This information provides a general overview on this topic and may not apply to everyone. The information is NOT a substitute for you visiting your doctor. However, as Medical Science is constantly changing and human error is always possible, the authors, editors, and publisher of this information do not warrant the accuracy or completeness of this information nor are they responsible for omissions or errors as a result of using this information.

What Is Meningitis?

Meningitis is an inflammation of the meninges, the membranes that cover the brain and spinal cord. The inflammation is usually caused by bacteria or viruses (viral meningitis is also called aseptic meningitis). Less common causes include fungi, protozoa, and other parasites. Sometimes certain medications, cancers, or other diseases can inflame the meninges, although such noninfectious cases of meningitis are much rarer.

Many of the bacteria or viruses that can cause meningitis are fairly common and are more often associated with other everyday illnesses. Sometimes, however, they spread to the meninges from an infection in another part of the body. The infection can start anywhere, including in the skin, gastrointestinal tract, or urinary system, but the most common source is the respiratory tract. From there the microorganisms can enter the bloodstream, travel through the body, and enter the central nervous system. In some cases of bacterial meningitis, the bacteria spread directly to the meninges from a severe nearby infection, such as a serious ear infection (otitis media) or nasal sinus infection (sinusitis). Bacteria may also enter the central nervous system after severe head trauma or head surgery.

Bacterial meningitis is less common than viral meningitis but is usually much more serious and can be life-threatening if not treated promptly. Many different types of bacteria can cause meningitis: Group B Streptococcus, Escherichia coli, and Listeria monocytogenes are the most common causes of meningitis in newborns. Streptococcus pneumoniae (pneumococcus) and Neisseria meningitidis (meningococcus) are more frequent in children older than 2 months of age. Before the 1990s, Haemophilus influenzae type b (Hib) was the leading cause of meningitis in children in the United States. But the widespread use of the Hib vaccine as a routine childhood immunization has dramatically decreased the frequency of meningitis caused by Hib.

Viral meningitis is relatively common and far less serious than bacterial meningitis. It often remains undiagnosed because its symptoms are similar to those of the common flu. The frequency of viral meningitis increases slightly in the summer and fall months because people are more often exposed to common viral agents during those seasons. Most cases of viral meningitis are associated with enteroviruses - viruses that typically cause stomach "flu." However, many other types of viruses, such as the herpes virus, can also cause meningitis. The mumps virus was once a common cause of viral meningitis, but it is now rare due to the routine use of the measles, mumps, and rubella (MMR) vaccine.

Bacterial meningitis occurs in people of all ages but is more common in the very young (infants and young children) and the elderly (people above age 60). Teenagers and college students are also slightly more at risk for the disease because of time spent in close contact with many of their peers. Viral meningitis occurs in people of all ages, although it is more common in children.

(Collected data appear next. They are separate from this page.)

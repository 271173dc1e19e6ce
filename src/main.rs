#[cfg(feature = "ssr")]
#[tokio::main]
async fn main() {
    use axum::Router;
    use leptos::prelude::*;
    use leptos_axum::{generate_route_list, LeptosRoutes};
    use portfolio_site::app::*;
    use tower::ServiceBuilder;
    use tower_http::{compression::CompressionLayer, trace::TraceLayer};
    use tracing_subscriber::EnvFilter;

    tracing_subscriber::fmt()
        .with_env_filter(
            EnvFilter::try_from_default_env().unwrap_or_else(|_| EnvFilter::new("info")),
        )
        .init();

    let conf = get_configuration(None).expect("Should be able to read leptos configuration");
    let addr = conf.leptos_options.site_addr;
    let leptos_options = conf.leptos_options;
    // Generate the list of routes in the Leptos App
    let routes = generate_route_list(App);

    let app = Router::new()
        .leptos_routes(&leptos_options, routes, {
            let leptos_options = leptos_options.clone();
            move || shell(leptos_options.clone())
        })
        .fallback(leptos_axum::file_and_error_handler(shell))
        .layer(
            ServiceBuilder::new()
                .layer(TraceLayer::new_for_http())
                .layer(CompressionLayer::new()),
        )
        .with_state(leptos_options);

    tracing::info!("listening on http://{}", &addr);
    let listener = tokio::net::TcpListener::bind(&addr)
        .await
        .expect("Should be able to bind site address");
    axum::serve(listener, app.into_make_service())
        .await
        .expect("Server should run until shutdown");
}

#[cfg(not(feature = "ssr"))]
pub fn main() {
    // no client-side main function
    // see lib.rs for hydration function instead
}
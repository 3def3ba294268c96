//! Direct handling — the orchestrator's own conversational voice

use anyhow::{Context, Result};
use async_trait::async_trait;
use tracing::debug;

use super::{history_messages, ContentResponder};
use crate::api::{ApiClient, ApiMessage};
use crate::types::{ConversationThread, Responder};

const SYSTEM_PROMPT: &str = "\
You are a friendly, helpful assistant handling requests that no specialized \
responder covers: casual greetings, general conversation, jokes, simple math \
and facts, creative requests, and general advice.

When responding:
- Be warm, conversational, and engaging
- Provide helpful and thoughtful answers
- Be honest about your capabilities and limitations";

/// Maximum prior turns to include as context
const HISTORY_LIMIT: usize = 10;

/// Fallback voice for requests no specialist covers — also the recovery
/// path when specialists fail.
pub struct DirectHandler {
    api: ApiClient,
}

impl DirectHandler {
    pub fn new(api: ApiClient) -> Self {
        Self { api }
    }
}

#[async_trait]
impl ContentResponder for DirectHandler {
    fn responder(&self) -> Responder {
        Responder::DirectHandler
    }

    async fn respond(&self, input: &str, thread: &ConversationThread) -> Result<String> {
        debug!("Handling request directly");

        let mut messages = history_messages(thread, HISTORY_LIMIT);
        messages.push(ApiMessage::user(input));

        self.api
            .generate(&messages, SYSTEM_PROMPT)
            .await
            .context("Direct handling failed")
    }
}
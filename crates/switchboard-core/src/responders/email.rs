//! Professional email formatting stage
//!
//! Formatting never fails outward: if the generation call errors, a fixed
//! template reply (with the standard signature) is returned instead.

use anyhow::Result;
use async_trait::async_trait;
use tracing::{debug, error};

use super::EmailFormat;
use crate::api::{ApiClient, ApiMessage};
use crate::types::CustomerInfo;

/// Signature block required at the end of every support email
pub const SIGNATURE: &str = "Best regards,\n\
Thomas von Mentlen\n\
Customer Support Team\n\
Nakamo\n\
tvm@nakamo.io";

const SYSTEM_PROMPT: &str = "\
You are a professional customer support email specialist. Format the \
provided content as a complete support email reply that can be sent \
directly to the customer.

Requirements:
- Start with a professional greeting, addressing the customer by name when \
available
- Acknowledge the customer's inquiry
- Present the information clearly, with actionable steps where applicable
- Offer additional help before closing
- End with EXACTLY this signature:

Best regards,
Thomas von Mentlen
Customer Support Team
Nakamo
tvm@nakamo.io";

/// Email formatting over the completion service
pub struct EmailFormatter {
    api: ApiClient,
}

impl EmailFormatter {
    pub fn new(api: ApiClient) -> Self {
        Self { api }
    }
}

#[async_trait]
impl EmailFormat for EmailFormatter {
    async fn format(&self, content: &str, info: &CustomerInfo) -> Result<String> {
        debug!("Formatting content as support email");

        let prompt = format!(
            "Customer email information:\n\
             - Subject: {}\n\
             - Customer name: {}\n\
             - Email: {}\n\n\
             Content to deliver:\n{}\n\n\
             Format this as a professional support email reply, addressing the \
             customer by name when available.",
            info.subject,
            info.customer_name,
            info.sender_email.as_deref().unwrap_or("N/A"),
            content,
        );

        let messages = vec![ApiMessage::user(prompt)];
        match self.api.generate(&messages, SYSTEM_PROMPT).await {
            Ok(email) => Ok(email),
            Err(e) => {
                error!("Email formatting generation failed: {}", e);
                Ok(fallback_email(info))
            }
        }
    }
}

/// Fixed-template reply used when generation is unavailable
pub fn fallback_email(info: &CustomerInfo) -> String {
    format!(
        "Dear {},\n\n\
         Thank you for contacting our support team.\n\n\
         I apologize, but I'm currently experiencing technical difficulties and \
         unable to fully process your request at this time. Please contact our \
         support team directly, and we'll be happy to assist you promptly.\n\n\
         {}",
        info.customer_name, SIGNATURE,
    )
}

#[cfg(test)]
mod tests {
    use super::*;

    #[test]
    fn test_fallback_email_carries_signature() {
        let email = fallback_email(&CustomerInfo::default());
        assert!(email.starts_with("Dear Valued Customer,"));
        assert!(email.ends_with(SIGNATURE));
    }

    #[test]
    fn test_fallback_email_uses_customer_name() {
        let info = CustomerInfo {
            customer_name: "Anna".to_string(),
            ..Default::default()
        };
        assert!(fallback_email(&info).starts_with("Dear Anna,"));
    }
}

People with less competent immune systems, such as the very young or those whose immune systems have been compromised by disease, are more at risk for all types of meningitis. Some types are more common in child-care centers, boarding schools, dormitories, and military bases, mainly because infectious diseases tend to spread quickly among large groups of people. Not receiving routine vaccines for certain infectious agents that can cause meningitis - including those for mumps, Hib, and pneumococcus - also increases a person's risk for the disease.

The long-term outlook for children who develop meningitis varies greatly and depends on a child's age, the microorganism causing the infection, any other complications, and the treatment the child receives. The complications of bacterial meningitis can be severe and include neurological problems such as hearing loss, visual impairment, seizures, and learning disabilities. The heart, kidneys, and adrenal glands may also be affected. Although some children develop long-lasting neurological problems from bacterial meningitis, most who receive prompt diagnosis and treatment recover fully.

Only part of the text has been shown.